Title: Re: University of Phoenix for undergrad? Post by: Yoru on April 15, 2011, 08:56:27 AM To support what Nebu said, you don't see a lot of diploma mill grads where I work. However, my employer can afford to be incredibly selective for even the most menial positions. I'd say 75% of what we hire are computer science, computer/electrical engineering, or MIS/IS degreees. This. Also consider what you're getting your degree in. I noted that you mentioned degrees like "Web Programming" - these are most likely useless at best and actively detrimental at worst. A good traditional education grounded in science or engineering will open a lot of doors because the degree is (a) well understood but also (b) is expected to ground you in the principles underpinning your field. An applied degree like "Web Programming" or "Software Development" is worthless because it's probably just a puffed-up technical-college certification - if you use the tools but don't understand how and why they work, then your skills will be obsolete as soon as the tools change. Worse, such a degree may leave you unequipped when it comes to designing solutions rather than just implementing someone else's design or copy-pasting/tweaking something that already works. When I sift resumes, it's incredibly easy to circular-file the degree-mill grads and the for-pay non-degree people because I see plenty of resumes from high-quality schools with proper fundamental-science-oriented degrees. The few that slip through tend to have either interesting experience or a good portfolio of side projects. So yeah, take the advice here, suck it up and finish school traditionally. In the long run, it's a better choice. Title: Re: University of Phoenix for undergrad? Post by: Hawkbit on April 15, 2011, 09:37:48 AM Not that I'm considering this because I don't have that kind of money, but how are technical degrees from Devry considered? They're big here in Columbus and all four people I know that graduated from there have gone on to successful careers. Just wondering if they carry the same stigma that other 'degree mills' do.

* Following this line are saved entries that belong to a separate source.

//! Periodic progress reporting
//!
//! Parsers publish the latest [`VolumeBackupStatus`] on a watch channel.
//! While the engine runs, a ticker pushes it to the [`StatusSink`] every
//! [`REPORT_INTERVAL`], skipping ticks where nothing changed.

use std::future::Future;
use std::sync::Arc;
use std::time::Duration;

use tokio::sync::watch;
use tokio::time::MissedTickBehavior;
use tracing::warn;

use kdmp_common::crd::VolumeBackupStatus;

use crate::process::{self, EngineCommand, ProcessOutput, Stream};
use crate::status::StatusSink;
use crate::ExecutorError;

pub const REPORT_INTERVAL: Duration = Duration::from_secs(5);

/// Turns engine output into VolumeBackup status
pub trait OutputParser {
    fn observe(&mut self, stream: Stream, line: &str);

    /// Status as of the last observed line
    fn status(&self) -> VolumeBackupStatus;
}

/// Pushes status to a sink, remembering what was last written
pub struct ProgressReporter {
    sink: Arc<dyn StatusSink>,
    last_pushed: Option<VolumeBackupStatus>,
}

impl ProgressReporter {
    pub fn new(sink: Arc<dyn StatusSink>) -> Self {
        Self {
            sink,
            last_pushed: None,
        }
    }

    /// Write `status` unless it equals the last write. Returns whether a
    /// write happened.
    pub async fn push(&mut self, status: &VolumeBackupStatus) -> Result<bool, ExecutorError> {
        if self.last_pushed.as_ref() == Some(status) {
            return Ok(false);
        }
        self.sink.update(status).await?;
        self.last_pushed = Some(status.clone());
        Ok(true)
    }

    /// Drive `work` to completion, pushing the latest status from `latest`
    /// on every tick. Failed pushes are logged; the engine keeps running.
    pub async fn report_until<F>(
        &mut self,
        work: F,
        latest: watch::Receiver<VolumeBackupStatus>,
        interval: Duration,
    ) -> F::Output
    where
        F: Future,
    {
        tokio::pin!(work);
        let mut ticker = tokio::time::interval(interval);
        ticker.set_missed_tick_behavior(MissedTickBehavior::Skip);
        // the first tick fires immediately
        ticker.tick().await;

        loop {
            tokio::select! {
                output = &mut work => return output,
                _ = ticker.tick() => {
                    let current = latest.borrow().clone();
                    if let Err(e) = self.push(&current).await {
                        warn!(error = %e, "failed to report progress");
                    }
                }
            }
        }
    }

    /// Run `cmd` through `parser`, reporting progress until it exits
    pub async fn run_reported<P>(
        &mut self,
        cmd: &EngineCommand,
        parser: &mut P,
    ) -> Result<ProcessOutput, ExecutorError>
    where
        P: OutputParser,
    {
        let (tx, rx) = watch::channel(parser.status());
        let work = process::stream(cmd, |which, line| {
            parser.observe(which, line);
            tx.send_replace(parser.status());
        });
        self.report_until(work, rx, REPORT_INTERVAL).await
    }

    /// Write the terminal status of a run. A failure is recorded as the
    /// last known error on top of `last` before it is returned.
    pub async fn finish(
        &mut self,
        mut last: VolumeBackupStatus,
        result: Result<VolumeBackupStatus, ExecutorError>,
    ) -> Result<VolumeBackupStatus, ExecutorError> {
        match result {
            Ok(status) => {
                self.push(&status).await?;
                Ok(status)
            }
            Err(e) => {
                last.last_known_error = e.to_string();
                if let Err(push_err) = self.push(&last).await {
                    warn!(error = %push_err, "failed to record the failure");
                }
                Err(e)
            }
        }
    }
}

#[cfg(test)]
mod tests {
    use super::*;
    use crate::status::MockStatusSink;
    use std::sync::atomic::{AtomicUsize, Ordering};

    fn status(progress: f64) -> VolumeBackupStatus {
        VolumeBackupStatus {
            progress_percentage: progress,
            ..Default::default()
        }
    }

    #[tokio::test]
    async fn unchanged_status_is_not_rewritten() {
        let mut sink = MockStatusSink::new();
        sink.expect_update().times(2).returning(|_| Ok(()));
        let mut reporter = ProgressReporter::new(Arc::new(sink));

        assert!(reporter.push(&status(10.0)).await.unwrap());
        assert!(!reporter.push(&status(10.0)).await.unwrap());
        assert!(reporter.push(&status(20.0)).await.unwrap());
    }

    #[tokio::test]
    async fn failed_writes_are_retried_on_the_next_push() {
        let calls = Arc::new(AtomicUsize::new(0));
        let c = calls.clone();
        let mut sink = MockStatusSink::new();
        sink.expect_update().returning(move |_| {
            if c.fetch_add(1, Ordering::SeqCst) == 0 {
                Err(ExecutorError::engine("kube", "unavailable"))
            } else {
                Ok(())
            }
        });
        let mut reporter = ProgressReporter::new(Arc::new(sink));

        assert!(reporter.push(&status(10.0)).await.is_err());
        assert!(reporter.push(&status(10.0)).await.unwrap());
        assert_eq!(calls.load(Ordering::SeqCst), 2);
    }

    #[tokio::test(start_paused = true)]
    async fn ticks_push_the_latest_status_while_work_runs() {
        let written = Arc::new(std::sync::Mutex::new(Vec::new()));
        let w = written.clone();
        let mut sink = MockStatusSink::new();
        sink.expect_update().returning(move |s| {
            w.lock().unwrap().push(s.progress_percentage);
            Ok(())
        });
        let mut reporter = ProgressReporter::new(Arc::new(sink));

        let (tx, rx) = watch::channel(status(0.0));
        let work = async move {
            tokio::time::sleep(Duration::from_secs(3)).await;
            tx.send_replace(status(40.0));
            tokio::time::sleep(Duration::from_secs(10)).await;
            tx.send_replace(status(90.0));
            tokio::time::sleep(Duration::from_secs(1)).await;
            "done"
        };

        let output = reporter.report_until(work, rx, REPORT_INTERVAL).await;
        assert_eq!(output, "done");
        // ticks at 5s and 10s see 40; nothing after 90 before the work ends
        assert_eq!(*written.lock().unwrap(), vec![40.0]);
    }

    #[tokio::test]
    async fn failures_are_written_as_the_last_known_error() {
        let mut sink = MockStatusSink::new();
        sink.expect_update()
            .withf(|s| {
                s.last_known_error == "kopia failed: 2 fatal errors"
                    && s.progress_percentage == 60.0
            })
            .times(1)
            .returning(|_| Ok(()));
        let mut reporter = ProgressReporter::new(Arc::new(sink));

        let err = reporter
            .finish(status(60.0), Err(ExecutorError::engine("kopia", "2 fatal errors")))
            .await
            .unwrap_err();
        assert!(matches!(err, ExecutorError::Engine { .. }));
    }
}
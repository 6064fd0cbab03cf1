//! Layout of the job-scoped credentials secret
//!
//! Drivers write a BackupLocation into a Secret with these keys and mount it
//! read-only at [`CREDENTIALS_MOUNT_PATH`]; the executor reads each key back
//! as a file.

/// Where the credentials secret is mounted inside worker pods
pub const CREDENTIALS_MOUNT_PATH: &str = "/etc/cred-secret";

pub const KEY_TYPE: &str = "type";
pub const KEY_PATH: &str = "path";
pub const KEY_PASSWORD: &str = "password";
pub const KEY_ENDPOINT: &str = "endpoint";
pub const KEY_ACCESS_KEY: &str = "accessKey";
pub const KEY_SECRET_KEY: &str = "secretKey";
pub const KEY_REGION: &str = "region";
pub const KEY_DISABLE_SSL: &str = "disableSsl";
pub const KEY_STORAGE_ACCOUNT_NAME: &str = "storageAccountName";
pub const KEY_STORAGE_ACCOUNT_KEY: &str = "storageAccountKey";
pub const KEY_PROJECT_ID: &str = "projectId";
pub const KEY_ACCOUNT_KEY: &str = "accountKey";

/// Password used when a BackupLocation carries none
pub const DEFAULT_REPOSITORY_PASSWORD: &str = "kdmp-repository";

Again, much appreciated on the comments. Title: Re: University of Phoenix for undergrad? Post by: Nebu on April 15, 2011, 10:58:15 AM An applied degree like "Web Programming" or "Software Development" is worthless because it's probably just a puffed-up technical-college certification - if you use the tools but don't understand how and why they work, then your skills will be obsolete as soon as the tools change. Worse, such a degree may leave you unequipped when it comes to designing solutions rather than just implementing someone else's design or copy-pasting/tweaking something that already works. When I sift resumes, it's incredibly easy to circular-file the degree-mill grads and the for-pay non-degree people because I see plenty of resumes from high-quality schools with proper fundamental-science-oriented degrees. The few that slip through tend to have either interesting experience or a good portfolio of side projects. So yeah, take the advice here, suck it up and finish school traditionally. In the long run, it's a better choice. I think this answers your Devry question well. When unemployment is high, it's an employers market. Employers set the standard. The more you stand out in a stack of resumes, the better the chance of an on-site interview. It's always best to do everything you have in your power to stack the odds in your favor. Often, this requires sacrifice. Title: Re: University of Phoenix for undergrad? Post by: Soln on April 15, 2011, 11:56:59 AM I'd recommend a local community college over a private for-profit college. Community college math and CS courses are as good as anywhere often for the first 1-3 years from what I've seen and heard. You will save a lot of money and you will pre-requisites to enter a university degree later if you want.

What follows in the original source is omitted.